- [THE PROBLEM]: Your job is to set down the stretch of entries that opens with the line containing "fn default() ->" and closes with the line containing "impl Policy for RandomPolicy". Keep both end lines, copy each exactly, and add nothing.
Segment Start: RECORD EXCERPTS
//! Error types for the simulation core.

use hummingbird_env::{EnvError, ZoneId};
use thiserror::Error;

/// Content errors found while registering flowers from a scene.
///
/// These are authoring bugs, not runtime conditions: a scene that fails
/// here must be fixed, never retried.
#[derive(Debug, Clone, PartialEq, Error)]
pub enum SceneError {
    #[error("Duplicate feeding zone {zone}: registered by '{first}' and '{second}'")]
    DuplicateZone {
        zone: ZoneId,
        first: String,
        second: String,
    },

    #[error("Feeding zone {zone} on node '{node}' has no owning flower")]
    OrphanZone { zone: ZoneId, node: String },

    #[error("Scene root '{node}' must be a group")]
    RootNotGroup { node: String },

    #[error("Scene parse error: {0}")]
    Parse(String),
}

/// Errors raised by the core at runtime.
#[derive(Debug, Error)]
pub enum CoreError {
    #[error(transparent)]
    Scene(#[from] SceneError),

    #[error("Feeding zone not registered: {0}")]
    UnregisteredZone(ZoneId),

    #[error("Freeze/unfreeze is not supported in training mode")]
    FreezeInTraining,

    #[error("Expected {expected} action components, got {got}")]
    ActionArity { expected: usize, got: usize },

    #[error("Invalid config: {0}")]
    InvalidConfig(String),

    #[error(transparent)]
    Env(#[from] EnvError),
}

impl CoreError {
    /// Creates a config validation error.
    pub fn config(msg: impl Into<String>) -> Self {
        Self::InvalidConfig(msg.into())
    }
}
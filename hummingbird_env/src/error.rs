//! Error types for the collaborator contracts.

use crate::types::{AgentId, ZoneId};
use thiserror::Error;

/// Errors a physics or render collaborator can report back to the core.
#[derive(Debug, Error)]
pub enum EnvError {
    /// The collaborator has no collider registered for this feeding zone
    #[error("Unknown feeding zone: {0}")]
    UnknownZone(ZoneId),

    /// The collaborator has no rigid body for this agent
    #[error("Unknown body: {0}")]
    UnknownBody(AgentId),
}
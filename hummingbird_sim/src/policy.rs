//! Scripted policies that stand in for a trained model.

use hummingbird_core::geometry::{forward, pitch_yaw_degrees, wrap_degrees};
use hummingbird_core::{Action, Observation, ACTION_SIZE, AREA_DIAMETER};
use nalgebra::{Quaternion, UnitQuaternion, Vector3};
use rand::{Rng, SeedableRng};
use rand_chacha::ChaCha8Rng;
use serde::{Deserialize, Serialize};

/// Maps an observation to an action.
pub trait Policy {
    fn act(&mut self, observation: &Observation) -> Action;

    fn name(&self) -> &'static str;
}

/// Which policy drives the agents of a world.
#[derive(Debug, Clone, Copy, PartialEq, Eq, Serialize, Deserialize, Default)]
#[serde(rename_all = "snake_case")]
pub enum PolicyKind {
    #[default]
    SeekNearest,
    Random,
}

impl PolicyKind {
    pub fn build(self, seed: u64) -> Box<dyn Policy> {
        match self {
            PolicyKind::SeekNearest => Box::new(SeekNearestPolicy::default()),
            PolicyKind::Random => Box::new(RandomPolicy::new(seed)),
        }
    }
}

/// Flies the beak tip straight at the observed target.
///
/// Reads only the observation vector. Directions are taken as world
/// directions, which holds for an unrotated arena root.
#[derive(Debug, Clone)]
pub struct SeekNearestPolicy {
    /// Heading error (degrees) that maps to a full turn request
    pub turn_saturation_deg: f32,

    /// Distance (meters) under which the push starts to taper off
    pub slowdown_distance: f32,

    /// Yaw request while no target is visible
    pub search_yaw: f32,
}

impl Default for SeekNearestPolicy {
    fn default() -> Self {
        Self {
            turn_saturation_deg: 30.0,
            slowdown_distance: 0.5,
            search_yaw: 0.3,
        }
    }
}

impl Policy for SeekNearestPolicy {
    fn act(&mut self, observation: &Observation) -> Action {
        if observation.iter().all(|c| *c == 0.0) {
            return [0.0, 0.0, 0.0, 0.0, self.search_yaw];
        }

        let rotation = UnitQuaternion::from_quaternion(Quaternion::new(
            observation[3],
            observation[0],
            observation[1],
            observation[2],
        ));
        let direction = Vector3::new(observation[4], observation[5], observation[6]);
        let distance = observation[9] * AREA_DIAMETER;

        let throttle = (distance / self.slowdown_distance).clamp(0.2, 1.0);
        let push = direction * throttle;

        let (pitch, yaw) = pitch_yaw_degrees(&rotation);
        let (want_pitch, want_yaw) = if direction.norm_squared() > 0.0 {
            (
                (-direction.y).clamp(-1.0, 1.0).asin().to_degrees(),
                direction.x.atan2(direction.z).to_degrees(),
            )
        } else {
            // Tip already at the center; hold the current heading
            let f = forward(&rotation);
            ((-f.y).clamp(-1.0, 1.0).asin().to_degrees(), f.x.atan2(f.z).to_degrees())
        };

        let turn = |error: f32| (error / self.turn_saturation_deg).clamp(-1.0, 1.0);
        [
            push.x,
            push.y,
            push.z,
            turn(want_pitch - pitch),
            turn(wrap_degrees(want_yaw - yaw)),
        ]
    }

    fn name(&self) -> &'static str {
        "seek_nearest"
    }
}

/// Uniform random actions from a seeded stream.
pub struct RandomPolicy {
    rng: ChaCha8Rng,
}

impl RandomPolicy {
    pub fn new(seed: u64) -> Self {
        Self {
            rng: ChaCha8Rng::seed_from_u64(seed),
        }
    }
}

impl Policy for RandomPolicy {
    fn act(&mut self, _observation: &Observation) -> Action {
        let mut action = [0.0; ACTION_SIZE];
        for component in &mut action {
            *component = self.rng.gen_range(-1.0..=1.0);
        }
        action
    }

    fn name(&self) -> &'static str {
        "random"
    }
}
Segment End: RECORD EXCERPTS
- [SOLUTION FOR THIS PROBLEM]:
    fn default() -> Self {
        Self {
            turn_saturation_deg: 30.0,
            slowdown_distance: 0.5,
            search_yaw: 0.3,
        }
    }
}

impl Policy for SeekNearestPolicy {
    fn act(&mut self, observation: &Observation) -> Action {
        if observation.iter().all(|c| *c == 0.0) {
            return [0.0, 0.0, 0.0, 0.0, self.search_yaw];
        }

        let rotation = UnitQuaternion::from_quaternion(Quaternion::new(
            observation[3],
            observation[0],
            observation[1],
            observation[2],
        ));
        let direction = Vector3::new(observation[4], observation[5], observation[6]);
        let distance = observation[9] * AREA_DIAMETER;

        let throttle = (distance / self.slowdown_distance).clamp(0.2, 1.0);
        let push = direction * throttle;

        let (pitch, yaw) = pitch_yaw_degrees(&rotation);
        let (want_pitch, want_yaw) = if direction.norm_squared() > 0.0 {
            (
                (-direction.y).clamp(-1.0, 1.0).asin().to_degrees(),
                direction.x.atan2(direction.z).to_degrees(),
            )
        } else {
            // Tip already at the center; hold the current heading
            let f = forward(&rotation);
            ((-f.y).clamp(-1.0, 1.0).asin().to_degrees(), f.x.atan2(f.z).to_degrees())
        };

        let turn = |error: f32| (error / self.turn_saturation_deg).clamp(-1.0, 1.0);
        [
            push.x,
            push.y,
            push.z,
            turn(want_pitch - pitch),
            turn(wrap_degrees(want_yaw - yaw)),
        ]
    }

    fn name(&self) -> &'static str {
        "seek_nearest"
    }
}

/// Uniform random actions from a seeded stream.
pub struct RandomPolicy {
    rng: ChaCha8Rng,
}

impl RandomPolicy {
    pub fn new(seed: u64) -> Self {
        Self {
            rng: ChaCha8Rng::seed_from_u64(seed),
        }
    }
}

impl Policy for RandomPolicy {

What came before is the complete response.